[What to do]
Which lines of the records below contain the word "here"? Report each of them in full.
[Study material]
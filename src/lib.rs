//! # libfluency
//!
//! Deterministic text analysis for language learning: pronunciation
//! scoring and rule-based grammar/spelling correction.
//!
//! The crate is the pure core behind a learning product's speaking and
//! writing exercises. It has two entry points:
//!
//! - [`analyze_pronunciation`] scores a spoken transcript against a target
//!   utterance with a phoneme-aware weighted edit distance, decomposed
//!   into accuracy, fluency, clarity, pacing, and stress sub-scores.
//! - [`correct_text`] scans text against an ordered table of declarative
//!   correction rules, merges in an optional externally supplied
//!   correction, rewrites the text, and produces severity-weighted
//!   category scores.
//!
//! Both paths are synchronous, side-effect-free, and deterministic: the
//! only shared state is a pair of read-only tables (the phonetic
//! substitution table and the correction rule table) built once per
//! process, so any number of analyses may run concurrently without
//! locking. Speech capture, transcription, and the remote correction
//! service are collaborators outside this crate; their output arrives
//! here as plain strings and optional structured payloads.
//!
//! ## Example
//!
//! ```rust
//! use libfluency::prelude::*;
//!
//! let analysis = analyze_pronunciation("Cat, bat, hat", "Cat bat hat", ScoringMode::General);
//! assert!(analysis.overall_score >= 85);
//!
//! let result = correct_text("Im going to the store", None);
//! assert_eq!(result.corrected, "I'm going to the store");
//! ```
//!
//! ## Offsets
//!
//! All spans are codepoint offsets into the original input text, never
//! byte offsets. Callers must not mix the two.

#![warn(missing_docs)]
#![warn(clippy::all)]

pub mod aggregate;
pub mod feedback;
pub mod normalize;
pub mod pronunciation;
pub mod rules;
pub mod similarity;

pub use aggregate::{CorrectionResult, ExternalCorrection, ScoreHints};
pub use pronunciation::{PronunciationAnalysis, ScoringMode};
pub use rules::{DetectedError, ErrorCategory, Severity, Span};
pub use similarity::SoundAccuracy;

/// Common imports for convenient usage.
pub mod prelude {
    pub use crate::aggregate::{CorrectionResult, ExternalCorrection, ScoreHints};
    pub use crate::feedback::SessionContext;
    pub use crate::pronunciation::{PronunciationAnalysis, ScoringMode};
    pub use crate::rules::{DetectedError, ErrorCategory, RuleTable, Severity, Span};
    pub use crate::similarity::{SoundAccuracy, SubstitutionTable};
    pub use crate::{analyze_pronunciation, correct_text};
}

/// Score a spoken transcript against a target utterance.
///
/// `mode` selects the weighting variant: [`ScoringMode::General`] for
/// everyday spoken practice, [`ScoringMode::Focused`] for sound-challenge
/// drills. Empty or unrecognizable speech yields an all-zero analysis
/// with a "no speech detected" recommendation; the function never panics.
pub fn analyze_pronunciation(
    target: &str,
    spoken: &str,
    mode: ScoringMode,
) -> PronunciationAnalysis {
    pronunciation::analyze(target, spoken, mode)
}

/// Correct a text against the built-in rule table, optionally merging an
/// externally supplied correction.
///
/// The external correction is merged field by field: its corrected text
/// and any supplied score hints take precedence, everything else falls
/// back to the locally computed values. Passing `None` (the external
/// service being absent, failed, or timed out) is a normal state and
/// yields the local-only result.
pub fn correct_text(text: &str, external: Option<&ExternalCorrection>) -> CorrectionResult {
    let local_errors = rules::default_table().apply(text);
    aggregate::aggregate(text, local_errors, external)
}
[/Study material]
[Study material]
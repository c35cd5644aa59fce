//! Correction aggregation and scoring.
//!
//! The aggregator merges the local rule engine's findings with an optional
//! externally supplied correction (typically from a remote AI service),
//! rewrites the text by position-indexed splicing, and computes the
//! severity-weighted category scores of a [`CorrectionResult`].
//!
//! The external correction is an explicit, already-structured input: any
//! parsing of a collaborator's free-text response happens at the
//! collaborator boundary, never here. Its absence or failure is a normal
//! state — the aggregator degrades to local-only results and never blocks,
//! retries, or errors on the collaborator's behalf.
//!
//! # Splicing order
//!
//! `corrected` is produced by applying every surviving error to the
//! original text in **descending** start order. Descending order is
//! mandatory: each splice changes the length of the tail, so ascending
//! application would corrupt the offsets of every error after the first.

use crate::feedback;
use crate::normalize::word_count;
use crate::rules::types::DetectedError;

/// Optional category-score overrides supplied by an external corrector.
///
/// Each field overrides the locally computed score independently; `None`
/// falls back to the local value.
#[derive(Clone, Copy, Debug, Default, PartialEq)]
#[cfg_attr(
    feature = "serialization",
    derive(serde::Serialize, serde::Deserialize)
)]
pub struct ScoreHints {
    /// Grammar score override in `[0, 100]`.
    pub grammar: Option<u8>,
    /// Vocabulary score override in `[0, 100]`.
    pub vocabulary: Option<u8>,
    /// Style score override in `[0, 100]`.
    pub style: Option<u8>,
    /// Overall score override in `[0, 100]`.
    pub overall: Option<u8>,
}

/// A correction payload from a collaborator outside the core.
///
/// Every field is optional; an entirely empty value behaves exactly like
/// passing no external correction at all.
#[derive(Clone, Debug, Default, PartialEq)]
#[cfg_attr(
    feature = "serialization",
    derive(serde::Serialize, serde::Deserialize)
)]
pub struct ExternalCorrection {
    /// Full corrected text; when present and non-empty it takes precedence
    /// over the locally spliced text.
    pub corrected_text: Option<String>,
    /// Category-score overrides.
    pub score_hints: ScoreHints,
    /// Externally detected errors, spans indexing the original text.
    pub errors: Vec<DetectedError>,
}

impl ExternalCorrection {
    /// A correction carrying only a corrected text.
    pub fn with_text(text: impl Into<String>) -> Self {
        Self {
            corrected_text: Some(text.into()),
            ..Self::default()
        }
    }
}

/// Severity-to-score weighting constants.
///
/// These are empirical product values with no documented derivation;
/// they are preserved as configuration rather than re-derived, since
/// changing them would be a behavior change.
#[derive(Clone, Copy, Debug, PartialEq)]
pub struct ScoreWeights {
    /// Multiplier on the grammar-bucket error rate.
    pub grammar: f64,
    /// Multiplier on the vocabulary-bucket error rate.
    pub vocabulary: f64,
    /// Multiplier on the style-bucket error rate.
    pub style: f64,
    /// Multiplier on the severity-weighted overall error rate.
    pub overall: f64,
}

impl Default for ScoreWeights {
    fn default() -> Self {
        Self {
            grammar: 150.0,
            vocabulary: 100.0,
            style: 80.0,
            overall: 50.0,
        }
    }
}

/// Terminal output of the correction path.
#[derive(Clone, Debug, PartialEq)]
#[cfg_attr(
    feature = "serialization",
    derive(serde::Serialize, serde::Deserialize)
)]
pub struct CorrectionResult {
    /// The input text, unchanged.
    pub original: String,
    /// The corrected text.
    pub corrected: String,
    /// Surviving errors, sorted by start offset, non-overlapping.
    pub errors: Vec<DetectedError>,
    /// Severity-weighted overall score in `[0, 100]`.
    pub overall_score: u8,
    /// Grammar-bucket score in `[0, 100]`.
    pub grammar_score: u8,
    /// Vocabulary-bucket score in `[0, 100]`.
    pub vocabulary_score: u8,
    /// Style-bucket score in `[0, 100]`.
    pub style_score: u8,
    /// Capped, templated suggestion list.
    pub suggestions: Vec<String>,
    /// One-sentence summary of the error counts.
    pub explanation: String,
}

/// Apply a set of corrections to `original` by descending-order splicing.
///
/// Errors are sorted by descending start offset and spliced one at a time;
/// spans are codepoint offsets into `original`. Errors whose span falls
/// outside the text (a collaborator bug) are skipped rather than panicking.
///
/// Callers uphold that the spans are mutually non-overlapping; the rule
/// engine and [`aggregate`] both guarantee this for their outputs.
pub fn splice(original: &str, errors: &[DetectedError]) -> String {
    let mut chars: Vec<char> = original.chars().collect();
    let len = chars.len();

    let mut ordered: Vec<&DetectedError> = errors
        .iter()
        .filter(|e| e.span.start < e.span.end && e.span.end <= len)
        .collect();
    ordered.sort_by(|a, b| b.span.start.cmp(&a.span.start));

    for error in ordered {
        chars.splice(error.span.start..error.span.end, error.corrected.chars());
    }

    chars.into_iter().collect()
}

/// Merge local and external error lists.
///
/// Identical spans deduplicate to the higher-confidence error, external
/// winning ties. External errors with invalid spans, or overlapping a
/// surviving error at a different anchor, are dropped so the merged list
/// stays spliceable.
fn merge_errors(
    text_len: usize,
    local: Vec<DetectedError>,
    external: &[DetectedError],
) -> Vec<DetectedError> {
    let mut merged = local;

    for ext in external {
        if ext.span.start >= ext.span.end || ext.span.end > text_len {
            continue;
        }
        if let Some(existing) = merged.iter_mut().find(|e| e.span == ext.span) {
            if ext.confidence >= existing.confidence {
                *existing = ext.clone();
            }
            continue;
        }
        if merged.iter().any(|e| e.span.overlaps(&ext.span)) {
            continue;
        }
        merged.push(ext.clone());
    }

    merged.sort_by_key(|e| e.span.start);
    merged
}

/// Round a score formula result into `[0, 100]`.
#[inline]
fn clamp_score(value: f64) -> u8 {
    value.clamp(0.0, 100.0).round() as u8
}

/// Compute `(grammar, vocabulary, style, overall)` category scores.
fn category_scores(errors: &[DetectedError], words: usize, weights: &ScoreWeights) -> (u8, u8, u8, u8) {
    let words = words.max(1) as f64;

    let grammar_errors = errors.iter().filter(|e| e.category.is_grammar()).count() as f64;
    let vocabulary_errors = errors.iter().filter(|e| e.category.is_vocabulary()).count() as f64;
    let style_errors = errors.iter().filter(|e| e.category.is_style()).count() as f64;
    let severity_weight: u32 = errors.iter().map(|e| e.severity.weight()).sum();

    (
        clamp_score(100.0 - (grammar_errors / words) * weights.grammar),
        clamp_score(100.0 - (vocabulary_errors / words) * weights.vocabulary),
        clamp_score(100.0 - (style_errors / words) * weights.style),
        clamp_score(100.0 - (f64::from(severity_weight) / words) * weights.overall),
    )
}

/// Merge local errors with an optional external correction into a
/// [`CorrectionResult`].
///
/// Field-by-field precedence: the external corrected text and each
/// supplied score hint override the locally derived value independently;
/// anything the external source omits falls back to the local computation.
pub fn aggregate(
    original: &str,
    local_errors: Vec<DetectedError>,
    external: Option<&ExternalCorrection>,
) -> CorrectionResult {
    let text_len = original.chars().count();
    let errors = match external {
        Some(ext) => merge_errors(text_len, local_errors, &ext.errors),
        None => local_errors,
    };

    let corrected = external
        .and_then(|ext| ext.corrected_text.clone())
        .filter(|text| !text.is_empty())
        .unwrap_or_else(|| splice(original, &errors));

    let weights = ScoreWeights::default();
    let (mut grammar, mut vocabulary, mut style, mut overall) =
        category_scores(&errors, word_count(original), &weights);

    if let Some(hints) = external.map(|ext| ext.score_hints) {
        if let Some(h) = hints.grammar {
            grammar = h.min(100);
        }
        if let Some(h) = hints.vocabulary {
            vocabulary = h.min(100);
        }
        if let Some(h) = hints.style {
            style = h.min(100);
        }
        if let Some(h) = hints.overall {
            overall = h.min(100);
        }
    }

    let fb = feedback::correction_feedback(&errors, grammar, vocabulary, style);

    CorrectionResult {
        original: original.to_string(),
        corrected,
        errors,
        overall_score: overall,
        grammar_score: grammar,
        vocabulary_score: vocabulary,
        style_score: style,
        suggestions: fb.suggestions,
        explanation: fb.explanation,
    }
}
[/Study material]
[Written response]
//! here as plain strings and optional structured payloads.
//! collaborator boundary, never here. Its absence or failure is a normal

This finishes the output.